IV. Positions of the Parties

A. General Counsel's Exceptions

l. Case No. 9-CA-70343

The General Counsel excepts to the Judge's finding that "[v]ery few, if any" of the criteria necessary to a finding that the interview was a formal discussion are present in Case No. 9-CA-70343. General Counsel's Exceptions at 2. The General Counsel also excepts to the Judge's finding that the Statute "would seem to envisage more formality than a mere telephone conversation" to establish a formal discussion. Id. The General Counsel contends that the Judge failed to give proper weight to the purpose of section 7114(a)(2)(A) of the Statute, and placed undue weight on the fact that the interview took place on the telephone rather than in a manager's office. General Counsel's Brief in Support of Exceptions at 4-6. The General Counsel excepts to the Judge's conclusion that the facts of this case do not support a finding that Captain Drenan's interview of Slade was a formal discussion within the meaning of the Statute.

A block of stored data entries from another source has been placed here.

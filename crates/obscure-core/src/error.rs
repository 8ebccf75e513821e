//! Error types for obscure-core

use thiserror::Error;

/// Result type alias using obscure-core's Error type
pub type Result<T> = std::result::Result<T, Error>;

/// Core error types for Obscure
#[derive(Error, Debug)]
pub enum Error {
    /// I/O failure while building or extracting a tar archive
    #[error("archive error: {message}")]
    Archive { message: String },

    /// Key derivation or AEAD seal/open failure. A failed open means the
    /// password was wrong or the data was tampered with; AES-GCM cannot
    /// distinguish the two.
    #[error("encryption error: {message}")]
    Crypto { message: String },

    /// zstd compression or decompression failure
    #[error("compression error: {message}")]
    Compression { message: String },

    /// An object already exists at the target key. Backups are write-once.
    #[error("backup already exists: {key}")]
    Collision { key: String },

    /// Missing, incomplete, or rejected provider credentials
    #[error("credential error: {message}")]
    Credential { message: String, hint: Option<String> },

    /// Network-level failure talking to a storage provider
    #[error("{provider}: {message}")]
    Transport {
        provider: String,
        message: String,
        hint: Option<String>,
    },

    /// Requested object does not exist
    #[error("backup not found: {key}")]
    NotFound { key: String },

    /// Invalid configuration or schedule specification
    #[error("configuration error: {message}")]
    Config { message: String },

    /// IO error
    #[error("IO error: {0}")]
    Io(#[from] std::io::Error),

    /// JSON parsing error
    #[error("JSON parsing error: {0}")]
    Json(#[from] serde_json::Error),
}

impl Error {
    /// Create an archive error
    pub fn archive(message: impl Into<String>) -> Self {
        Self::Archive {
            message: message.into(),
        }
    }

    /// Create a crypto error
    pub fn crypto(message: impl Into<String>) -> Self {
        Self::Crypto {
            message: message.into(),
        }
    }

    /// Create a compression error
    pub fn compression(message: impl Into<String>) -> Self {
        Self::Compression {
            message: message.into(),
        }
    }

    /// Create a collision error
    pub fn collision(key: impl Into<String>) -> Self {
        Self::Collision { key: key.into() }
    }

    /// Create a credential error without a remediation hint
    pub fn credential(message: impl Into<String>) -> Self {
        Self::Credential {
            message: message.into(),
            hint: None,
        }
    }

    /// Create a credential error carrying a remediation hint
    pub fn credential_with_hint(message: impl Into<String>, hint: impl Into<String>) -> Self {
        Self::Credential {
            message: message.into(),
            hint: Some(hint.into()),
        }
    }

    /// Create a transport error
    pub fn transport(
        provider: impl Into<String>,
        message: impl Into<String>,
        hint: Option<String>,
    ) -> Self {
        Self::Transport {
            provider: provider.into(),
            message: message.into(),
            hint,
        }
    }

    /// Create a not-found error
    pub fn not_found(key: impl Into<String>) -> Self {
        Self::NotFound { key: key.into() }
    }

    /// Create a configuration error
    pub fn config(message: impl Into<String>) -> Self {
        Self::Config {
            message: message.into(),
        }
    }

    /// Remediation hint for the user, if one applies
    pub fn remediation(&self) -> Option<&str> {
        match self {
            Self::Credential { hint, .. } | Self::Transport { hint, .. } => hint.as_deref(),
            _ => None,
        }
    }

    /// Whether this is an access-denied-class credential failure.
    /// The Filebase fallback uploader keys off this.
    pub fn is_credential(&self) -> bool {
        matches!(self, Self::Credential { .. })
    }
}

#[cfg(test)]
mod tests {
    use super::*;

    #[test]
    fn test_remediation_only_on_credential_and_transport() {
        let err = Error::credential_with_hint("bad key", "re-run provider setup");
        assert_eq!(err.remediation(), Some("re-run provider setup"));

        let err = Error::transport("s3", "timeout", Some("check the endpoint".into()));
        assert_eq!(err.remediation(), Some("check the endpoint"));

        assert!(Error::collision("backups/a/b/c.tar").remediation().is_none());
        assert!(Error::crypto("open failed").remediation().is_none());
    }

    #[test]
    fn test_is_credential() {
        assert!(Error::credential("missing secret").is_credential());
        assert!(!Error::transport("gcs", "dns failure", None).is_credential());
    }
}
//! Password-based encryption for backup payloads.
//!
//! A payload is sealed into a self-contained frame:
//!
//! ```text
//! [0..16]  scrypt salt
//! [16..28] AES-GCM nonce
//! [28..]   ciphertext || 16-byte GCM tag
//! ```
//!
//! The key is derived with scrypt (N=2^15, r=8, p=1, 32-byte output). Salt
//! and nonce are freshly random per frame, so encrypting the same payload
//! twice yields different frames. A failed open means the password was wrong
//! or the frame was tampered with; GCM cannot distinguish the two.

use aes_gcm::aead::rand_core::RngCore;
use aes_gcm::aead::{Aead, KeyInit, OsRng};
use aes_gcm::{Aes256Gcm, Key, Nonce};
use obscure_core::{Error, Result};
use scrypt::Params;

pub const SALT_LEN: usize = 16;
pub const NONCE_LEN: usize = 12;
pub const KEY_LEN: usize = 32;
pub const TAG_LEN: usize = 16;

/// Frame header length preceding the ciphertext.
pub const HEADER_LEN: usize = SALT_LEN + NONCE_LEN;

/// scrypt cost parameters. log2(N)=15, r=8, p=1.
const SCRYPT_LOG_N: u8 = 15;
const SCRYPT_R: u32 = 8;
const SCRYPT_P: u32 = 1;

/// Derive a 32-byte AES key from a password and salt.
pub fn derive_key(password: &str, salt: &[u8]) -> Result<[u8; KEY_LEN]> {
    let params = Params::new(SCRYPT_LOG_N, SCRYPT_R, SCRYPT_P, KEY_LEN)
        .map_err(|e| Error::crypto(format!("invalid scrypt parameters: {}", e)))?;

    let mut key = [0u8; KEY_LEN];
    scrypt::scrypt(password.as_bytes(), salt, &params, &mut key)
        .map_err(|e| Error::crypto(format!("key derivation failed: {}", e)))?;
    Ok(key)
}

/// Seal a payload into an encrypted frame.
pub fn encrypt(plaintext: &[u8], password: &str) -> Result<Vec<u8>> {
    let mut salt = [0u8; SALT_LEN];
    OsRng.fill_bytes(&mut salt);
    let mut nonce_bytes = [0u8; NONCE_LEN];
    OsRng.fill_bytes(&mut nonce_bytes);

    let key = derive_key(password, &salt)?;
    let cipher = Aes256Gcm::new(Key::<Aes256Gcm>::from_slice(&key));

    let ciphertext = cipher
        .encrypt(Nonce::from_slice(&nonce_bytes), plaintext)
        .map_err(|_| Error::crypto("encryption failed"))?;

    let mut frame = Vec::with_capacity(HEADER_LEN + ciphertext.len());
    frame.extend_from_slice(&salt);
    frame.extend_from_slice(&nonce_bytes);
    frame.extend_from_slice(&ciphertext);
    Ok(frame)
}

/// Open an encrypted frame with the given password.
pub fn decrypt(frame: &[u8], password: &str) -> Result<Vec<u8>> {
    if frame.len() < HEADER_LEN + TAG_LEN {
        return Err(Error::crypto(format!(
            "encrypted payload is too short ({} bytes)",
            frame.len()
        )));
    }

    let salt = &frame[..SALT_LEN];
    let nonce = &frame[SALT_LEN..HEADER_LEN];
    let ciphertext = &frame[HEADER_LEN..];

    let key = derive_key(password, salt)?;
    let cipher = Aes256Gcm::new(Key::<Aes256Gcm>::from_slice(&key));

    cipher
        .decrypt(Nonce::from_slice(nonce), ciphertext)
        .map_err(|_| Error::crypto("decryption failed: wrong password or corrupted data"))
}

The General Counsel argues that this case is substantially similar to McClellan AFB, which involved the same parties. The General Counsel states that in McClellan AFB the Authority found a pre-arbitration interview of a union's witness to be a formal discussion. The interview was requested by management and was conducted in management's labor relations office in the presence of three management officials. The Authority found that the union was entitled to be present at the discussion in order to protect its representational interest in safeguarding its witness against coercion or intimidation prior to his appearance at the scheduled hearing. General Counsel's Brief at 4-7.

The General Counsel states that in this case: (1) the interview was initiated by the Respondent's labor counsel through Slade's supervisor, who directed Slade to return Drenan's call; (2) Drenan had a specific agenda in mind; and (3) Slade had to leave his work site to speak to Drenan on the phone. General Counsel's Brief at 8. The General Counsel argues that the fact that there was only one management representative involved in this case and that the interview was conducted over the telephone does not outweigh the other indicia of formality. The General Counsel contends that the Authority should find that the interview was a formal discussion at which the Union was entitled to be represented. Id.

2. Case No. 9-CA-70376

The General Counsel filed exceptions in this case only to the Judge's finding that the Respondent violated section 7116(a)(1) and (5) of the Statute, rather than section 7116(a)(1) and (8) as alleged in the complaint.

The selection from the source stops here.